7 comments on “Yo soy madre histérica

  1. No te puedo decir que soy madre histérica por el mismo motivo que tú, pero es ciertamente y tristemente verdad, porque el hijo de mi hermana, mi sobrino que nos dejó hace dos años, tenía una discapacidad neurológica y ella iba a todos los sitios habidos y por haber a reivindicar lo que le correspondía. Te puedo entender en parte por este caso que me cogió cerca y por la lucha que tengo que hacer todos los días con los opinólogos sobre lactancia materna.
    Solo puedo darte un abrazo enorme virtual guapa.

    • Lo viviste muy de cerca. Siento mucho vuestra pérdida. Nos cuestionan, nos ningunean a todas. La maternidad es de dominio público y debería ser de interés público. Un abrazo amiga.

  2. Confío en que algún día seremos mayoría las profesionales de la educación histéricas también: a las que miran con mala cara cuando quieren hacer las cosas de un modo distinto a «como se ha hecho siempre» para avanzar en la inclusión; a las que nos llaman pesadas porque aprovechamos la mínima oportunidad para reivindicar los derechos de las famílias y criaturas que se ven segregadas; a las que miran mal por no remediar una crisis con un castigo aunque haya supuesto mordeduras y tirones de pelo.
    Por suerte, esa histeria va en aumento.
    No lo vivimos tan de cerca porque no, evidentemente, no es lo mismo. Pero a la salida de la escuela nos lo llevamos un poco a casa y seguimos dándole vueltas a qué y cómo hacer para acompañarles como es debido y avanzar en el camino de la inclusión.
    ¡Qué necesario es hacer un buen equipo dentro-fuera de la escuela! ¡Apoyar y sobretodo ESCUCHAR a las familias! Y contagiarnos de su histeria…

    • Si! Que deje de ser suerte que te toque un profesional respetuoso para ser lo habitual. Que la excepción sea tener que cambiar de escuela dos y tres veces. Que esos profesores que son buenos no anden de escuela en escuela, que se queden, que les dejen trabajar. Que podamos ser equipo. 😊

  3. No me gusta que llamen histéricas a las mujeres. Porque no es un tema de madres solo, es un tema de mujeres. Cuando a una mujer no se la comprende cómo o porqué hace esto o aquello se la llama histérica o loca.
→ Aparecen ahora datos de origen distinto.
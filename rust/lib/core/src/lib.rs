pub mod auth;
pub mod config;
pub mod error;
pub mod module;
pub mod types;

pub use auth::{Authenticator, AllowAll, DenyAll};
pub use config::ServiceConfig;
pub use error::ServiceError;
pub use module::Module;
pub use types::{ListParams, ListResult, format_rfc3339, new_id, now_rfc3339, parse_rfc3339};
    Pero eso dice mi hija que es empoderarse. Ella me lo explicó sobre asuntos de sexualidad. A mi me parece fatal cuando me dicen marica por imitar inconsciente desde pequeño el género que me resultaba más amable y ahora, a quienes iba orientada la palabra como falta de respeto o insulto, la toman para convertirla en estandarte propio, invalidando la mala intención.

    Si os gusta, ¡ maldita sea … ! ¿que me hago madre histérica de postín, eh?
    No. Nunca podré, claro. Pero he sido padre histérico controlador. Fracasado, pero lo intentaba. Si no hubiera sido por mi esposa mi hija no hubiera «disfrutado» campamentos, ni fiestas pijama, ni viaje al extranjero con 15, ni muchas otras cosas. Si es que eso es disfrutable. Con la de peligros que recorren el mundo. Con lo que sé que hay en las cabezas de los … uy que me enrollo.

    No puedo ser madre histérica pero … apoyar si puedo.

  4. Gracias a todas, sois unos soles, unos amores de corazón cálido.